The Institute for Supply Management’s (ISM) surveys covering both sides of the economy improved in February.  The manufacturing survey moved to 54.2 from 53.1 in January.  The largest segment of the economy (services) saw the tally improve to 56 from 55.2 a month earlier.  Any reading above 50 for the two surveys implies economic growth for the respective segment of the economy.

The manufacturing survey improved for the third consecutive month.  A substantial improvement was seen in new orders.  This is known to be a leading indicator because unless the orders are cancelled, the future output will add to Gross Domestic Product (GDP).  Actual output grew in the month as well which bodes well for the first quarter GDP figure.  Exports grew faster than in January but imports grew more quickly which may put pressure on the country’s trade balance.  Manufacturing employers continued to hire but did so at a slower pace than the month before.

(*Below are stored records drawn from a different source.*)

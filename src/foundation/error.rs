/// Convenience result type used across flipline.
pub type FliplineResult<T> = Result<T, FliplineError>;

/// Top-level error taxonomy used by engine APIs.
///
/// Geometry never errors: degenerate boxes fall back to identity-safe values. Errors are
/// reserved for caller mistakes (stale handles, invalid configuration) and for faults that
/// callers want surfaced for diagnostics.
#[derive(thiserror::Error, Debug)]
pub enum FliplineError {
    /// Invalid caller-provided data (configuration, handles, scenario files).
    #[error("validation error: {0}")]
    Validation(String),

    /// Errors raised by or reported from the frame scheduler.
    #[error("scheduler error: {0}")]
    Scheduler(String),

    /// Errors while updating or projecting the node tree.
    #[error("projection error: {0}")]
    Projection(String),

    /// Errors when serializing or deserializing data structures.
    #[error("serialization error: {0}")]
    Serde(String),

    /// Wrapped lower-level error from dependencies or IO.
    #[error(transparent)]
    Other(#[from] anyhow::Error),
}

impl FliplineError {
    /// Build a [`FliplineError::Validation`] value.
    pub fn validation(msg: impl Into<String>) -> Self {
        Self::Validation(msg.into())
    }

    /// Build a [`FliplineError::Scheduler`] value.
    pub fn scheduler(msg: impl Into<String>) -> Self {
        Self::Scheduler(msg.into())
    }

    /// Build a [`FliplineError::Projection`] value.
    pub fn projection(msg: impl Into<String>) -> Self {
        Self::Projection(msg.into())
    }

    /// Build a [`FliplineError::Serde`] value.
    pub fn serde(msg: impl Into<String>) -> Self {
        Self::Serde(msg.into())
    }
}

impl From<serde_json::Error> for FliplineError {
    fn from(err: serde_json::Error) -> Self {
        Self::serde(err.to_string())
    }
}

#[cfg(test)]
#[path = "../../tests/unit/foundation/error.rs"]
mod tests;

The larger portion of America’s economy is represented in the non-manufacturing ISM survey.  The service sector completed its 38th consecutive increase.  Businesses reported more activity in February over January and the rate of change was faster too.  Service companies also received more orders, and this grew faster than in January as well.  Non-manufacturing continued to hire, but the pace for payroll additions was slower.

Overall the ISM reports point to continued economic growth.  The dark lining to this silver cloud would be prices. Both sides of the economy reported faster increases in prices.  If companies cannot pass their higher costs on to the buyers of their wares and services, it will impact corporate America’s bottom line.  If they can pass the prices on, it means Americans will be paying more for the goods and services they consume.   (by C. Cox)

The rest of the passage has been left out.